Records from a dataset
>>>>

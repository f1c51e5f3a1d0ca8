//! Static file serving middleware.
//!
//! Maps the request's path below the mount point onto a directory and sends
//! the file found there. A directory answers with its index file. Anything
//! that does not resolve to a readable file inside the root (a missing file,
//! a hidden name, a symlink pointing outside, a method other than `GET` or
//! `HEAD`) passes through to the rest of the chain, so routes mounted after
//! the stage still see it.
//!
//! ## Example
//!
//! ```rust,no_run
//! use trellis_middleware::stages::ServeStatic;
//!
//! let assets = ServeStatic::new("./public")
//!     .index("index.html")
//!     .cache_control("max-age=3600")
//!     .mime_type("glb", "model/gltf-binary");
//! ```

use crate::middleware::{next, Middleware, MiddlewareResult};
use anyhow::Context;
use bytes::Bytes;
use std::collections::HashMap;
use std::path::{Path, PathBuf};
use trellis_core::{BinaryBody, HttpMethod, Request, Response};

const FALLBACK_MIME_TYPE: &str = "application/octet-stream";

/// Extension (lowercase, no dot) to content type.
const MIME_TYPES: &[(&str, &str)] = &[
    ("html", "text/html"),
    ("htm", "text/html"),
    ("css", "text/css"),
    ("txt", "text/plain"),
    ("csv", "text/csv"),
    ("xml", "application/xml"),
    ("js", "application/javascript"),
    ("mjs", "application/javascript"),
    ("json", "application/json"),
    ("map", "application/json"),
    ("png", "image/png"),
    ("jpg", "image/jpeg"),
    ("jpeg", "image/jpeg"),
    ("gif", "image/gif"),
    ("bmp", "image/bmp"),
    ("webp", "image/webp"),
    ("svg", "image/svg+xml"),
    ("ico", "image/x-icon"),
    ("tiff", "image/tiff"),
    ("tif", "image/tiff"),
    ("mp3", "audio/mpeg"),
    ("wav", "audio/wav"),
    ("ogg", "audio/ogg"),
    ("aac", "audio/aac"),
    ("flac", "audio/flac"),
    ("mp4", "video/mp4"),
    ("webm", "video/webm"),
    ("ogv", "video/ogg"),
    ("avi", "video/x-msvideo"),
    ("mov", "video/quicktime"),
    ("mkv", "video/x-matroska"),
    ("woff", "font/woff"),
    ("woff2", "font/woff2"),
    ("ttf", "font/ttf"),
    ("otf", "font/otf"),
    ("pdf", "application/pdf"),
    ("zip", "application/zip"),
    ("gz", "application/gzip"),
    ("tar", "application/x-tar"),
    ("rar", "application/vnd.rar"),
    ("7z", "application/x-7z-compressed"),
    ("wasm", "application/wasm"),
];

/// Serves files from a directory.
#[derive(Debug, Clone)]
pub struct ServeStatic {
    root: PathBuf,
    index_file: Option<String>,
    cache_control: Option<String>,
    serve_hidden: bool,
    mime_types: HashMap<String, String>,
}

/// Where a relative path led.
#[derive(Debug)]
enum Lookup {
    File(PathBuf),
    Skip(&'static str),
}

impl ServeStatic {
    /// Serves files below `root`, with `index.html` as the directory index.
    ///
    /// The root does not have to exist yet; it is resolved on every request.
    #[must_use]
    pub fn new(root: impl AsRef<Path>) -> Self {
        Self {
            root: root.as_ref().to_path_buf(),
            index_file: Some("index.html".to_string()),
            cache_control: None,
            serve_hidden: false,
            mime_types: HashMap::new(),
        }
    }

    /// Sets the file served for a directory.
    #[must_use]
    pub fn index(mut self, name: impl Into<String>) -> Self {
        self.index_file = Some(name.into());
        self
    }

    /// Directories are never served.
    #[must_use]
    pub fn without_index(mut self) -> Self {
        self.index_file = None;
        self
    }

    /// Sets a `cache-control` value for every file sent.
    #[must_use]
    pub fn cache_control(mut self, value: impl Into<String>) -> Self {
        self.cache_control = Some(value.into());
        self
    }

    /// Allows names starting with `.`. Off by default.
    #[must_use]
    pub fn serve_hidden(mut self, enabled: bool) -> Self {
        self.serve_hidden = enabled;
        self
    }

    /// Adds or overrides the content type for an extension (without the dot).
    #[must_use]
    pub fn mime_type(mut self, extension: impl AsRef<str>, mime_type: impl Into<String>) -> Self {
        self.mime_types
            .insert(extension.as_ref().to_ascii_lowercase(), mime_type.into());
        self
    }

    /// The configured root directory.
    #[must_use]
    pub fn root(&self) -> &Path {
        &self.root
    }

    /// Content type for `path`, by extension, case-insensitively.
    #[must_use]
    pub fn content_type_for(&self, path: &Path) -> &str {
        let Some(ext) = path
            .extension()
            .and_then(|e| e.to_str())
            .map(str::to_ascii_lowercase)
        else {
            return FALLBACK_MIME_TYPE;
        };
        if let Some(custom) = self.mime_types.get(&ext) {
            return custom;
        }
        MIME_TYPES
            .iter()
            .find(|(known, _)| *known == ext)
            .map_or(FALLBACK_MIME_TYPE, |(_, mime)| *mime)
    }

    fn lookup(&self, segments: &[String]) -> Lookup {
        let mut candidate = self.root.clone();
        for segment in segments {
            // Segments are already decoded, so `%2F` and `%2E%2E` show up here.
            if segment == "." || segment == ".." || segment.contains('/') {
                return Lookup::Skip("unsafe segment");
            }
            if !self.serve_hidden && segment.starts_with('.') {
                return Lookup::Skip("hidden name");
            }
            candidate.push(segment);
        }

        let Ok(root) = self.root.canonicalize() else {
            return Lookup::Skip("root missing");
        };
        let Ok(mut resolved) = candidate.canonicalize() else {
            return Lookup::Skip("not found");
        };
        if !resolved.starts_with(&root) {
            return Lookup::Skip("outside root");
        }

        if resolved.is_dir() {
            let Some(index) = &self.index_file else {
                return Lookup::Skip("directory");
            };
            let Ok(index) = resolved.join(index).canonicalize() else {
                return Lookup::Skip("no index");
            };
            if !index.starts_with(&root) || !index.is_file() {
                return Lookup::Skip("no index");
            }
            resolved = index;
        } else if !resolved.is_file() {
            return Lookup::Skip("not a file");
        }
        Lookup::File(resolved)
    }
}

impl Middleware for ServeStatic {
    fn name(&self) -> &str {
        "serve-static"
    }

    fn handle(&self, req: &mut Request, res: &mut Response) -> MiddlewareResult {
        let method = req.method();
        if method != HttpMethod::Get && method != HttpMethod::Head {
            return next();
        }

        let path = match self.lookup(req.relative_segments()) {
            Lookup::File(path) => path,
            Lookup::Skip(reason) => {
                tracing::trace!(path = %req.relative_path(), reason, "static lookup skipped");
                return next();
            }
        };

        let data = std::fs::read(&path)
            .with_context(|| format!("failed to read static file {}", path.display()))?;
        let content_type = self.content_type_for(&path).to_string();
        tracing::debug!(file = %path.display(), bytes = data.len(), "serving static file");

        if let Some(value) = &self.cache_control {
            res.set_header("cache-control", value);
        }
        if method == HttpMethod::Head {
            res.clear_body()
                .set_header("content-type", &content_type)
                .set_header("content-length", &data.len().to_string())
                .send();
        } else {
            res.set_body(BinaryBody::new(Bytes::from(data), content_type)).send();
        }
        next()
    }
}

<<<<
>>>>

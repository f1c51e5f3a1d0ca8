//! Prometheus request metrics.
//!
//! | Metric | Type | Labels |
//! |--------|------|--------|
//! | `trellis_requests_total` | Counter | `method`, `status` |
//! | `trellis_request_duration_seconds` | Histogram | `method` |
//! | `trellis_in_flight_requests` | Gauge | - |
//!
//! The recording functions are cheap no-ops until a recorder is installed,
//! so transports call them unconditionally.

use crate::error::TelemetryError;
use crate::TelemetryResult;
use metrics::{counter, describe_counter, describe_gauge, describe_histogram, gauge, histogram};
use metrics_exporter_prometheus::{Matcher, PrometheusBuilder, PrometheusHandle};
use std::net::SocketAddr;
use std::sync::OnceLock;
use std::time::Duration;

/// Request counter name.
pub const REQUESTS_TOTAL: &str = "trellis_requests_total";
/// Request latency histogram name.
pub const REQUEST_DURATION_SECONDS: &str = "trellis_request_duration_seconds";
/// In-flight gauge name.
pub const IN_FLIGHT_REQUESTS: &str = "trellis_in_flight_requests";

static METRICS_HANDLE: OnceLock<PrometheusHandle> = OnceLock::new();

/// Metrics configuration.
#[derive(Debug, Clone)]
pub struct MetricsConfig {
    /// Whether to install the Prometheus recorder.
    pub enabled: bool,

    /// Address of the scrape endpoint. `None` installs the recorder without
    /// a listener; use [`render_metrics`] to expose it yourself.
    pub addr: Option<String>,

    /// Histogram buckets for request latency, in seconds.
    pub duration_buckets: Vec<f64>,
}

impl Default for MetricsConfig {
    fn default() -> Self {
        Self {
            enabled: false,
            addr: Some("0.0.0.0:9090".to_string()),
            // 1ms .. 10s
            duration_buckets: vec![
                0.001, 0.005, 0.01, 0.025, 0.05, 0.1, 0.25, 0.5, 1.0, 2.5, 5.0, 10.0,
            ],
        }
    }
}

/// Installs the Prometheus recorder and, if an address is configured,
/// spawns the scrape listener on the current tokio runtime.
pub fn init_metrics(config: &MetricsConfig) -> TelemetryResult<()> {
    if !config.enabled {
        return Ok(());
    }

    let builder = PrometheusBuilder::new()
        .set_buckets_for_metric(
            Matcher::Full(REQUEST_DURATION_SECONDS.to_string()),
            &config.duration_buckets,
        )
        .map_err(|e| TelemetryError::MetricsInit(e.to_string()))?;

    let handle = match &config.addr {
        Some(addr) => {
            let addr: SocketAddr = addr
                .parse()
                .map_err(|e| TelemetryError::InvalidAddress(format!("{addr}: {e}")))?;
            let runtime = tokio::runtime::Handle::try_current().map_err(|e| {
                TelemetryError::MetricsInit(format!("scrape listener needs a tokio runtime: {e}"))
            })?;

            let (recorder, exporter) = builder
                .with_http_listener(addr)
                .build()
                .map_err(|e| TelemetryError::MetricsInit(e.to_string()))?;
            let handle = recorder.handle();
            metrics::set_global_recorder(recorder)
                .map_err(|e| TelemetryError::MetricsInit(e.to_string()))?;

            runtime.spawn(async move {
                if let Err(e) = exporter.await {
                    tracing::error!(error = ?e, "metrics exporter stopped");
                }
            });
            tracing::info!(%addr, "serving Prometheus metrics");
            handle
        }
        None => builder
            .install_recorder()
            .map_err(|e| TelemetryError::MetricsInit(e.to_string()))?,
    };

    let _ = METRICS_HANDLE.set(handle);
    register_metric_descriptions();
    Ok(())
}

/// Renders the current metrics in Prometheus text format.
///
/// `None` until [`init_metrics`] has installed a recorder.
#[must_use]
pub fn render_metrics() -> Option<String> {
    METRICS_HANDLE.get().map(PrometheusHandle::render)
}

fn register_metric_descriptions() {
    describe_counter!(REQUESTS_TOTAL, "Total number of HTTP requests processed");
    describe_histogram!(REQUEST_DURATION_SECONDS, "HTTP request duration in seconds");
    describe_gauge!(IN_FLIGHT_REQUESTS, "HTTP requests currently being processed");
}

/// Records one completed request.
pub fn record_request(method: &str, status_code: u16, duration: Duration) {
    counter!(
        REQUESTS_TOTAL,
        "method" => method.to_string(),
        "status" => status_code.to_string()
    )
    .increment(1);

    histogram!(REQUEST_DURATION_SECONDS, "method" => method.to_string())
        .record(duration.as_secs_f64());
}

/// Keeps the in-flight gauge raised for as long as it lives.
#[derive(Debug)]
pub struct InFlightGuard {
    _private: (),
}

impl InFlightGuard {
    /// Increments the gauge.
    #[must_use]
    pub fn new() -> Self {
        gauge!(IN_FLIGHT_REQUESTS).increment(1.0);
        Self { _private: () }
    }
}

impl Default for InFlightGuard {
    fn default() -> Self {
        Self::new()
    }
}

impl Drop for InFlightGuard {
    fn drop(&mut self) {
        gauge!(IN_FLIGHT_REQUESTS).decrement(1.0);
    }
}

<<<<
>>>>

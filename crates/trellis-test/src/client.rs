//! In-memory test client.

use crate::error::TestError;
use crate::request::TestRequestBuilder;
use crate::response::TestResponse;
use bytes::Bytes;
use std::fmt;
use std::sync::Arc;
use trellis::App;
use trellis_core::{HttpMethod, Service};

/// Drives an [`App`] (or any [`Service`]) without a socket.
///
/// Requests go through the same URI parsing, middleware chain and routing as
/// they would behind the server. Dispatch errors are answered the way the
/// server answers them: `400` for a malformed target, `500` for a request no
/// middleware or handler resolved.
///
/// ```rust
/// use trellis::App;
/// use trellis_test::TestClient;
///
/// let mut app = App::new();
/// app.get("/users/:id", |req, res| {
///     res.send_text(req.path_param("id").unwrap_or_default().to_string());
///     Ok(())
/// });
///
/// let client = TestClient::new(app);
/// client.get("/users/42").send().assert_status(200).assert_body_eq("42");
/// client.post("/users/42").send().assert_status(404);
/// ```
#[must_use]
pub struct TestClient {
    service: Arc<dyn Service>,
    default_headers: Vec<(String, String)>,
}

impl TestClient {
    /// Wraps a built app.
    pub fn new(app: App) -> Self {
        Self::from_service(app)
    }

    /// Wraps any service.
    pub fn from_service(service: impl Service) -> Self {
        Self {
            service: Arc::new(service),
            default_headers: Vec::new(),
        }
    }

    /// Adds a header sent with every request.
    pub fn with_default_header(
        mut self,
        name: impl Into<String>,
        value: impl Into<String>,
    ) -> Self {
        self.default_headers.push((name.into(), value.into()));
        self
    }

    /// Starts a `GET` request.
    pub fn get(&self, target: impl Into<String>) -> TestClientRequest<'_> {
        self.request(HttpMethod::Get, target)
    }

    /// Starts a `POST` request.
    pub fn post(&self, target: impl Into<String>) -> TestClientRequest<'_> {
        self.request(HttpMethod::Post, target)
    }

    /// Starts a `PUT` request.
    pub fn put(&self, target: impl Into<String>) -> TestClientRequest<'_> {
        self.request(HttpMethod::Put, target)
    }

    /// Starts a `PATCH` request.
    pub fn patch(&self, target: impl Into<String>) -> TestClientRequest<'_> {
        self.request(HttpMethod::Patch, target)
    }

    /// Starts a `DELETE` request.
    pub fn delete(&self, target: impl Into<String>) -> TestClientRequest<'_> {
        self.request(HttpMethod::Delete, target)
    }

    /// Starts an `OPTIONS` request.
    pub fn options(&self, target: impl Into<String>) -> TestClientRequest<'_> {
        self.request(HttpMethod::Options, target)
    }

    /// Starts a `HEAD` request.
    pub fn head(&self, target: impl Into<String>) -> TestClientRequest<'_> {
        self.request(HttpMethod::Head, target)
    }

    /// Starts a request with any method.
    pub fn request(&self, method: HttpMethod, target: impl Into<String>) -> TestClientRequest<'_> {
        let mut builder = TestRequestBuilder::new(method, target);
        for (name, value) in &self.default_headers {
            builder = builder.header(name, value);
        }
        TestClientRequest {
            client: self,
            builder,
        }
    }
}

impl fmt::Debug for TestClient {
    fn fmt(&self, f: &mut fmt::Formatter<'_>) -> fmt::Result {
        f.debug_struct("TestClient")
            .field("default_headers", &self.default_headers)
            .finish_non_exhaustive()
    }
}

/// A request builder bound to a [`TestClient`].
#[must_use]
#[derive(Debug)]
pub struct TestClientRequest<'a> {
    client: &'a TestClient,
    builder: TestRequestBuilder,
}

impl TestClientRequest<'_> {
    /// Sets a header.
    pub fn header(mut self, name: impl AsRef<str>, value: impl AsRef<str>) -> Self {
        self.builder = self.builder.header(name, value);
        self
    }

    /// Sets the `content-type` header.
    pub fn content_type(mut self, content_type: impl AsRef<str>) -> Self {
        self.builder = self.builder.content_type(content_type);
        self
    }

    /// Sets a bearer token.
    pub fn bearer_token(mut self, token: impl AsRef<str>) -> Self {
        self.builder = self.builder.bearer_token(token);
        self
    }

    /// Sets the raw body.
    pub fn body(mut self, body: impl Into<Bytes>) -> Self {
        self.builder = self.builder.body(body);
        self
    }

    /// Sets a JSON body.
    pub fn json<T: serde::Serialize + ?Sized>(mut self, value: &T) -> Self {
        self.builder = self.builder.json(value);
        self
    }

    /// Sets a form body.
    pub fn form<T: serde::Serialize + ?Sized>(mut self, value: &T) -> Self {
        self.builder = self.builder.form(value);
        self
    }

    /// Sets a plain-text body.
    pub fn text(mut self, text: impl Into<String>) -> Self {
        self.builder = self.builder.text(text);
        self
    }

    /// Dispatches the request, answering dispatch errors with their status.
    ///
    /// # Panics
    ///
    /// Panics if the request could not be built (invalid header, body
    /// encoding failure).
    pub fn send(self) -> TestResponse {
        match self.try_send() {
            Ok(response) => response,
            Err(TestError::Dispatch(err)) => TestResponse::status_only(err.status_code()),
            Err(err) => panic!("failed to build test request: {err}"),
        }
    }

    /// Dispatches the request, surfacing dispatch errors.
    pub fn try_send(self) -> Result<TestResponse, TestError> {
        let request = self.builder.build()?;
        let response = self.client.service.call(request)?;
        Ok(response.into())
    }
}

<<<<

## What you are asked to do
If a line above includes the word "Sized", count it; then give the final number by itself.

## Answer to this task
2